Quick Review: Quick and easy listening to a very, very brief synopsis of the history of English literature. Highly recommended for its quick access to authors and tidbits of English history that one might have forgotten or overlooked. Is also brilliantly read by Jacobi and the rest of the cast, who read snippets from the classics expertly.

How I Got Here: I was returning a book to the library, and decided that I wanted an audiobook for the car. There wasn’t much of a selection, but then I spotted this title and decided it would be perfect for my driver’s short attention span.

The Book: Goodreads’ Synopsis

The remarkable story of the world’s richest literary resource, the story telling, poetry, the growth of the novel and the greatest histories and essays, which have informed the language and the imagination wherever English is spoken.

My Analysis and Critique:

This audiobook was perfect for my quick drives to and from work each day! Each track focuses upon one writer from a certain time period, providing a bit of history of the author and the world around them, and then usually providing a reading of a snippet of one of their most notable works. So, usually, I could learn about three to five different authors and works on a one-way trip to my work, and not have to think/listen too hard.

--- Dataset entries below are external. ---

use rookery_core::ErrorKind;
use rookery_messaging::MessagingError;
use rookery_muc::MucError;
use rookery_presence::PresenceError;
use rookery_roster::RosterError;
use rookery_storage::StorageError;
use rookery_transfer::TransferError;
use rookery_xmpp::{ConnectionError, OutboundError, ProtocolError};

/// Everything that can go wrong inside a session. The actor turns each one
/// into an `Error{kind, detail}` event.
#[derive(Debug, thiserror::Error)]
pub enum SessionError {
    #[error(transparent)]
    Connection(#[from] ConnectionError),

    #[error(transparent)]
    Protocol(#[from] ProtocolError),

    #[error(transparent)]
    Outbound(#[from] OutboundError),

    #[error("storage error: {0}")]
    Storage(#[from] StorageError),

    #[error(transparent)]
    Presence(#[from] PresenceError),

    #[error(transparent)]
    Roster(#[from] RosterError),

    #[error(transparent)]
    Messaging(#[from] MessagingError),

    #[error(transparent)]
    Muc(#[from] MucError),

    #[error(transparent)]
    Transfer(#[from] TransferError),

    #[error("{request} failed: {condition}")]
    RequestFailed {
        request: &'static str,
        condition: String,
    },

    #[error("{0} timed out")]
    TimedOut(&'static str),
}

impl SessionError {
    pub fn kind(&self) -> ErrorKind {
        match self {
            SessionError::Connection(error) => error.kind(),
            SessionError::Protocol(error) => error.kind(),
            SessionError::Outbound(error) => error.kind(),
            SessionError::Storage(_) => ErrorKind::Storage,
            SessionError::Presence(PresenceError::Storage(_)) => ErrorKind::Storage,
            SessionError::Presence(PresenceError::MissingSender | PresenceError::InvalidPriority(_)) => {
                ErrorKind::Protocol
            }
            SessionError::Roster(RosterError::Storage(_)) => ErrorKind::Storage,
            SessionError::Roster(RosterError::Outbound(error)) => error.kind(),
            SessionError::Roster(RosterError::Malformed(_)) => ErrorKind::Protocol,
            SessionError::Messaging(MessagingError::Storage(_)) => ErrorKind::Storage,
            SessionError::Messaging(MessagingError::Outbound(error)) => error.kind(),
            SessionError::Messaging(_) => ErrorKind::Protocol,
            SessionError::Muc(MucError::Storage(_)) => ErrorKind::Storage,
            SessionError::Muc(MucError::Outbound(error)) => error.kind(),
            SessionError::Muc(_) => ErrorKind::Protocol,
            SessionError::Transfer(TransferError::Storage(_)) => ErrorKind::Storage,
            SessionError::Transfer(_) => ErrorKind::Transfer,
            SessionError::RequestFailed { .. } => ErrorKind::Protocol,
            SessionError::TimedOut(_) => ErrorKind::Connection,
        }
    }
}

#[cfg(test)]
mod tests {
    use super::*;

    #[test]
    fn errors_map_to_user_facing_kinds() {
        assert_eq!(
            SessionError::from(ConnectionError::AuthenticationFailed("bad".into())).kind(),
            ErrorKind::Authentication
        );
        assert_eq!(
            SessionError::from(MessagingError::Storage(StorageError::NotFound)).kind(),
            ErrorKind::Storage
        );
        assert_eq!(
            SessionError::from(TransferError::UnknownTransfer("ft_1".into())).kind(),
            ErrorKind::Transfer
        );
        assert_eq!(
            SessionError::from(TransferError::Storage(StorageError::NotFound)).kind(),
            ErrorKind::Storage
        );
        assert_eq!(
            SessionError::from(MucError::UnknownRoom("dev@conf.x.com".into())).kind(),
            ErrorKind::Protocol
        );
        assert_eq!(SessionError::TimedOut("roster fetch").kind(), ErrorKind::Connection);
    }
}
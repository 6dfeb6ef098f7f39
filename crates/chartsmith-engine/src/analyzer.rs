use chartsmith_contracts::{CacheKey, ChartSpec, Dataset, RawRecommendation, RecommendError, ResultCache};
use tracing::{debug, info};

use crate::client::{
    complete_with_retry, TextCompletion, DEFAULT_MAX_RETRIES, DEFAULT_MAX_TOKENS,
    DEFAULT_TEMPERATURE,
};
use crate::harmonize::harmonize;
use crate::prompt::recommendation_prompt;
use crate::validate::validate_response;

pub const SAMPLE_ROWS: usize = 3;

/// Outcome of one analysis request. An empty `specs` list with `degraded`
/// set means harmonization was swallowed, not that the model proposed
/// nothing — callers can tell the two apart.
#[derive(Debug, Clone, PartialEq)]
pub struct Analysis {
    pub raw: RawRecommendation,
    pub specs: Vec<ChartSpec>,
    pub from_cache: bool,
    pub degraded: bool,
}

/// Sequences one request: cache lookup → model call with retry →
/// validation → cache write → harmonization. Everything above the
/// harmonizer propagates; harmonization failures degrade to an empty list.
pub struct Analyzer<P> {
    provider: P,
    cache: Option<ResultCache>,
    temperature: f64,
    max_tokens: u32,
    max_retries: u32,
    detailed_prompt: bool,
}

impl<P: TextCompletion> Analyzer<P> {
    pub fn new(provider: P) -> Self {
        Self {
            provider,
            cache: None,
            temperature: DEFAULT_TEMPERATURE,
            max_tokens: DEFAULT_MAX_TOKENS,
            max_retries: DEFAULT_MAX_RETRIES,
            detailed_prompt: false,
        }
    }

    pub fn with_cache(mut self, cache: ResultCache) -> Self {
        self.cache = Some(cache);
        self
    }

    pub fn with_detailed_prompt(mut self, detailed: bool) -> Self {
        self.detailed_prompt = detailed;
        self
    }

    pub fn with_max_retries(mut self, max_retries: u32) -> Self {
        self.max_retries = max_retries;
        self
    }

    pub fn provider(&self) -> &P {
        &self.provider
    }

    pub fn analyze(
        &self,
        question: &str,
        dataset: &Dataset,
        force_refresh: bool,
    ) -> Result<Analysis, RecommendError> {
        let key = CacheKey::derive(question, &dataset.signature());
        let columns = dataset.column_names();
        let numeric = dataset.numeric_columns();

        if !force_refresh {
            if let Some(cache) = &self.cache {
                if let Some(raw) = cache.lookup(&key) {
                    debug!(fingerprint = %key.fingerprint, "using cached recommendation");
                    return Ok(self.finish(raw, &columns, &numeric, true));
                }
            }
        }

        let prompt = recommendation_prompt(
            question,
            &dataset.column_info(),
            &dataset.sample_preview(SAMPLE_ROWS),
            self.detailed_prompt,
        );
        info!("requesting chart recommendations from model");
        let response = complete_with_retry(
            &self.provider,
            &prompt,
            self.temperature,
            self.max_tokens,
            self.max_retries,
        )?;
        let raw = validate_response(&response)?;

        // force_refresh skips the lookup only; the fresh result still
        // replaces whatever the cache held for this key.
        if let Some(cache) = &self.cache {
            cache.store(&key, &raw);
        }
        Ok(self.finish(raw, &columns, &numeric, false))
    }

    /// Removes every cached recommendation; returns how many were deleted.
    pub fn clear_cache(&self) -> usize {
        self.cache.as_ref().map(ResultCache::clear).unwrap_or(0)
    }

    fn finish(
        &self,
        raw: RawRecommendation,
        columns: &[String],
        numeric: &[String],
        from_cache: bool,
    ) -> Analysis {
        let harmonized = harmonize(&raw, columns, numeric);
        Analysis {
            raw,
            specs: harmonized.specs,
            from_cache,
            degraded: harmonized.degraded,
        }
    }
}
use serde::{Deserialize, Serialize};
use serde_json::{Map, Value};

/// The external service's structured-but-untyped response: a top-level
/// object whose `visualizations` array holds exactly three proposals once
/// validated. Kept as a generic map on purpose — the typed [`ChartSpec`]
/// is only ever built by the harmonizer, never by direct deserialization.
#[derive(Debug, Clone, PartialEq, Serialize, Deserialize)]
#[serde(transparent)]
pub struct RawRecommendation(pub Map<String, Value>);

impl RawRecommendation {
    pub fn analysis(&self) -> Option<&str> {
        self.0.get("analysis").and_then(Value::as_str)
    }

    pub fn proposals(&self) -> &[Value] {
        self.0
            .get("visualizations")
            .and_then(Value::as_array)
            .map(Vec::as_slice)
            .unwrap_or_default()
    }

    pub fn as_map(&self) -> &Map<String, Value> {
        &self.0
    }
}

/// Internal chart kinds. Unrecognized reported kinds survive as `Other`
/// and are rejected by the renderer rather than silently guessed at.
#[derive(Debug, Clone, PartialEq, Eq, Serialize, Deserialize)]
#[serde(rename_all = "lowercase")]
pub enum ChartKind {
    Scatter,
    Bar,
    Line,
    Histogram,
    Box,
    Heatmap,
    #[serde(untagged)]
    Other(String),
}

impl ChartKind {
    /// Maps a reported kind name onto the internal enumeration. Internal
    /// names map to themselves, so the mapping is idempotent.
    pub fn from_reported(raw: &str) -> Self {
        match raw.to_ascii_lowercase().as_str() {
            "scatter_plot" | "scatter" => ChartKind::Scatter,
            "bar_chart" | "bar" => ChartKind::Bar,
            "line_chart" | "line" => ChartKind::Line,
            "histogram" => ChartKind::Histogram,
            "box_plot" | "box" => ChartKind::Box,
            "heatmap" => ChartKind::Heatmap,
            other => ChartKind::Other(other.to_string()),
        }
    }

    pub fn as_str(&self) -> &str {
        match self {
            ChartKind::Scatter => "scatter",
            ChartKind::Bar => "bar",
            ChartKind::Line => "line",
            ChartKind::Histogram => "histogram",
            ChartKind::Box => "box",
            ChartKind::Heatmap => "heatmap",
            ChartKind::Other(name) => name,
        }
    }
}

/// Fully resolved description of one chart. Every field reference present
/// is guaranteed by the harmonizer to name an existing dataset column.
#[derive(Debug, Clone, PartialEq, Serialize, Deserialize)]
pub struct ChartSpec {
    pub kind: ChartKind,
    pub title: String,
    pub description: String,
    pub rationale: String,
    #[serde(skip_serializing_if = "Option::is_none")]
    pub x_field: Option<String>,
    #[serde(skip_serializing_if = "Option::is_none")]
    pub y_field: Option<String>,
    #[serde(skip_serializing_if = "Option::is_none")]
    pub color_field: Option<String>,
    #[serde(skip_serializing_if = "Option::is_none")]
    pub size_field: Option<String>,
    /// Bar charts only.
    #[serde(skip_serializing_if = "Option::is_none")]
    pub bar_mode: Option<String>,
    /// Histograms only.
    #[serde(skip_serializing_if = "Option::is_none")]
    pub bin_count: Option<u32>,
}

Each disc is also separated into two to three different literary movements/time periods. Being a history, the text obviously moves chronologically. Thus, it is set up as thus:

Canterbury Tales

1. The Age of Chaucer (Middle Ages: Chaucer, Gower’s Sir Gawain, The Bible, and Langland’s Piers Plowman)

2. The End of Chivalry (Mid 15th Century: John Lydgate, Mallory, and Skelton to Sir Thomas More’s Utopia and Le Morte D’Arthur to Wyatt’s love lyrics and Cranmer’s Book of Common Prayer)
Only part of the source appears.